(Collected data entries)

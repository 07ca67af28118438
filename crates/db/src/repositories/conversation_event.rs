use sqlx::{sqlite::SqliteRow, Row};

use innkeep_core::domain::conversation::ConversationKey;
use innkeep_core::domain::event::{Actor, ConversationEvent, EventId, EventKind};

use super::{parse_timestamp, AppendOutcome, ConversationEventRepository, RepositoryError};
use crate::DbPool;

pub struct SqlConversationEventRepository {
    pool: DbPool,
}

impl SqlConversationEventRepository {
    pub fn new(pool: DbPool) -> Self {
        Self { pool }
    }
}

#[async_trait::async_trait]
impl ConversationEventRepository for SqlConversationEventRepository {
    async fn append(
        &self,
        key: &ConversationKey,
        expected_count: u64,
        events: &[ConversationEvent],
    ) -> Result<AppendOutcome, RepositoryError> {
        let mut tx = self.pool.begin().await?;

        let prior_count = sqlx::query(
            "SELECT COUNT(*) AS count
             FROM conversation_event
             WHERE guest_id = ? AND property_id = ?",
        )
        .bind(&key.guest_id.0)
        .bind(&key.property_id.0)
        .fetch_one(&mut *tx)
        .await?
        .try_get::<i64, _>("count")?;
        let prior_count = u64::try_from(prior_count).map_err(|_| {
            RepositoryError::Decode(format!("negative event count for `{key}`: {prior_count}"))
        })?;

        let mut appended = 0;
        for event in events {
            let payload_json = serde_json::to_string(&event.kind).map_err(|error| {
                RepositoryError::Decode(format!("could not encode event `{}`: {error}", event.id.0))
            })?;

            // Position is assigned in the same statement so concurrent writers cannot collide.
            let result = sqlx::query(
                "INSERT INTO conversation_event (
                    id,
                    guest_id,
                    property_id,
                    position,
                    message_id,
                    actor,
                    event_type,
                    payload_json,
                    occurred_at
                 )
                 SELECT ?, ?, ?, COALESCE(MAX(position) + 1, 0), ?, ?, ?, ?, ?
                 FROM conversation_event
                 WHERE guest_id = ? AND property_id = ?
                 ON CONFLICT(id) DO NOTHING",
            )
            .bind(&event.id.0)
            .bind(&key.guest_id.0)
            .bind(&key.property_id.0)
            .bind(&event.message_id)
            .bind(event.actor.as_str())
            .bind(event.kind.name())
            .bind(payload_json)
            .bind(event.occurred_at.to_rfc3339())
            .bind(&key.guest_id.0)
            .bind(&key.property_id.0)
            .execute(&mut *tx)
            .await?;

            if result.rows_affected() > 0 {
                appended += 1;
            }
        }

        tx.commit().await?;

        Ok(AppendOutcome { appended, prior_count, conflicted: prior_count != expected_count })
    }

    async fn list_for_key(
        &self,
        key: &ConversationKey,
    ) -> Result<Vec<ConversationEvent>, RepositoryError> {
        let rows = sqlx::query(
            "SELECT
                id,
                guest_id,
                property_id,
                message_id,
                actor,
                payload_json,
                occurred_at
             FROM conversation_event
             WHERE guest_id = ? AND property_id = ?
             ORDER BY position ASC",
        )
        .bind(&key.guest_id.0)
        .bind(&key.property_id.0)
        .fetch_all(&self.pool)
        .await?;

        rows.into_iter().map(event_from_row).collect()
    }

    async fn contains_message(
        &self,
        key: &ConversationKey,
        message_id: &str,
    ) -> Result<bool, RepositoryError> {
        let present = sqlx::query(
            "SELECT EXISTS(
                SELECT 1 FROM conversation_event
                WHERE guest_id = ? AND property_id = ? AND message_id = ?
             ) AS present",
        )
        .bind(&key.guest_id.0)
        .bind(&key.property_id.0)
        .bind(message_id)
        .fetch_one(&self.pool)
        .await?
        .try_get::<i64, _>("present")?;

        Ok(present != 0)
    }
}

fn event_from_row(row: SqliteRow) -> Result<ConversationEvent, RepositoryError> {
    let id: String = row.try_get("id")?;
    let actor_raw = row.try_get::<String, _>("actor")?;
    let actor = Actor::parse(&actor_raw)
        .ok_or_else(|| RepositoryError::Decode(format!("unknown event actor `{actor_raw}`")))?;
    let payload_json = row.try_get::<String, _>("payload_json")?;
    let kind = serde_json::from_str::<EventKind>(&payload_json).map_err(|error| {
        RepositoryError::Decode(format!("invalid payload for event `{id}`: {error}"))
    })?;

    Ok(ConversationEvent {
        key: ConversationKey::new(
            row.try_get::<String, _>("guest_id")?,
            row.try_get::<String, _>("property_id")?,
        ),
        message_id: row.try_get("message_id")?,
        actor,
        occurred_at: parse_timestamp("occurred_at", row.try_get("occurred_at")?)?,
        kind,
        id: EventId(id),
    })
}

* * *

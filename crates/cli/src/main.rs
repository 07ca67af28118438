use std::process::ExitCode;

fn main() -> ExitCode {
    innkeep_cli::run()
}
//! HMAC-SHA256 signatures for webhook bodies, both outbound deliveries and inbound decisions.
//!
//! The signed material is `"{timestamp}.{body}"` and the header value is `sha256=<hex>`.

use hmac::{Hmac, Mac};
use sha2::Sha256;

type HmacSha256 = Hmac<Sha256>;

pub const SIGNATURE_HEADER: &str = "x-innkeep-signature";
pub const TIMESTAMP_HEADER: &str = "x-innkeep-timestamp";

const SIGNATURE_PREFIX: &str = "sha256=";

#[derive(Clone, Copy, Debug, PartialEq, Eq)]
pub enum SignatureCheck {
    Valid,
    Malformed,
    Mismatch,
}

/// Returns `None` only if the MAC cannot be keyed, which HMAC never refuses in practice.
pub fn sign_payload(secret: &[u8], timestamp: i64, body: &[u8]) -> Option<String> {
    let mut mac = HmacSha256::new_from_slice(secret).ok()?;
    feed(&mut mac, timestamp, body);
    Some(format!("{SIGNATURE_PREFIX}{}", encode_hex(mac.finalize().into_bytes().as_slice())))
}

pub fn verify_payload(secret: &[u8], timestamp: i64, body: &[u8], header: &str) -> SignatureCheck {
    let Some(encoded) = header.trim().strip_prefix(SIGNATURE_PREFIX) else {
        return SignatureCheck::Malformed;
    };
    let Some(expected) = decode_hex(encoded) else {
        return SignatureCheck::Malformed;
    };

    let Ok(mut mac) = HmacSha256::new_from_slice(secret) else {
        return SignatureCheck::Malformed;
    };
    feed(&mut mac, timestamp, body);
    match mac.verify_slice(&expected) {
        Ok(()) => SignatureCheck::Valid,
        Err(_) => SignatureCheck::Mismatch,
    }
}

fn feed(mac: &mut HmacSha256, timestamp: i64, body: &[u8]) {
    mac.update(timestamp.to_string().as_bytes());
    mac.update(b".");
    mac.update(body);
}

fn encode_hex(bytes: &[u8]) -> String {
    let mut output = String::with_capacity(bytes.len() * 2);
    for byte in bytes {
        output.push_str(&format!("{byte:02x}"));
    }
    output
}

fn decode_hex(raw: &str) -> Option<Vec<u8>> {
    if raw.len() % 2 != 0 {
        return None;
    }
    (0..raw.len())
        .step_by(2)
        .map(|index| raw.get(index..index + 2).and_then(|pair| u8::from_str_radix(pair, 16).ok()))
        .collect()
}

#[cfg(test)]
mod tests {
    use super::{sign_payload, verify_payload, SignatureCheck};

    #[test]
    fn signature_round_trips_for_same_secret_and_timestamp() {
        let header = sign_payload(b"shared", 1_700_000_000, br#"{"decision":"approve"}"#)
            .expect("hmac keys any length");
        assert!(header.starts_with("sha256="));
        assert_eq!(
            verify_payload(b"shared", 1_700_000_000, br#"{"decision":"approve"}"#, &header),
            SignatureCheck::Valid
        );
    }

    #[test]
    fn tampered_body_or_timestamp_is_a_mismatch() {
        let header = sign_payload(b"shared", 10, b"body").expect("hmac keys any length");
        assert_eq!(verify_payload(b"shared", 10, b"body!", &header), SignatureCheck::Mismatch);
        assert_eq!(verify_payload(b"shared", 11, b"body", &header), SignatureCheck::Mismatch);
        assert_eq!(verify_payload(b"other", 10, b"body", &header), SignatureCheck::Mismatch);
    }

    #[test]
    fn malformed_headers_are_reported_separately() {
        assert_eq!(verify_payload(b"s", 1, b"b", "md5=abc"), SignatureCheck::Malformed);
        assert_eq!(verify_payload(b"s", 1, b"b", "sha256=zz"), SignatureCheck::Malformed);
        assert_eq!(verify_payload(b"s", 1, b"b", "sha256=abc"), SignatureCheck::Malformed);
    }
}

▶ PROMPT
If a line in the records holds the string "Option", copy it.

▶ ANSWER
pub fn sign_payload(secret: &[u8], timestamp: i64, body: &[u8]) -> Option<String> {
fn decode_hex(raw: &str) -> Option<Vec<u8>> {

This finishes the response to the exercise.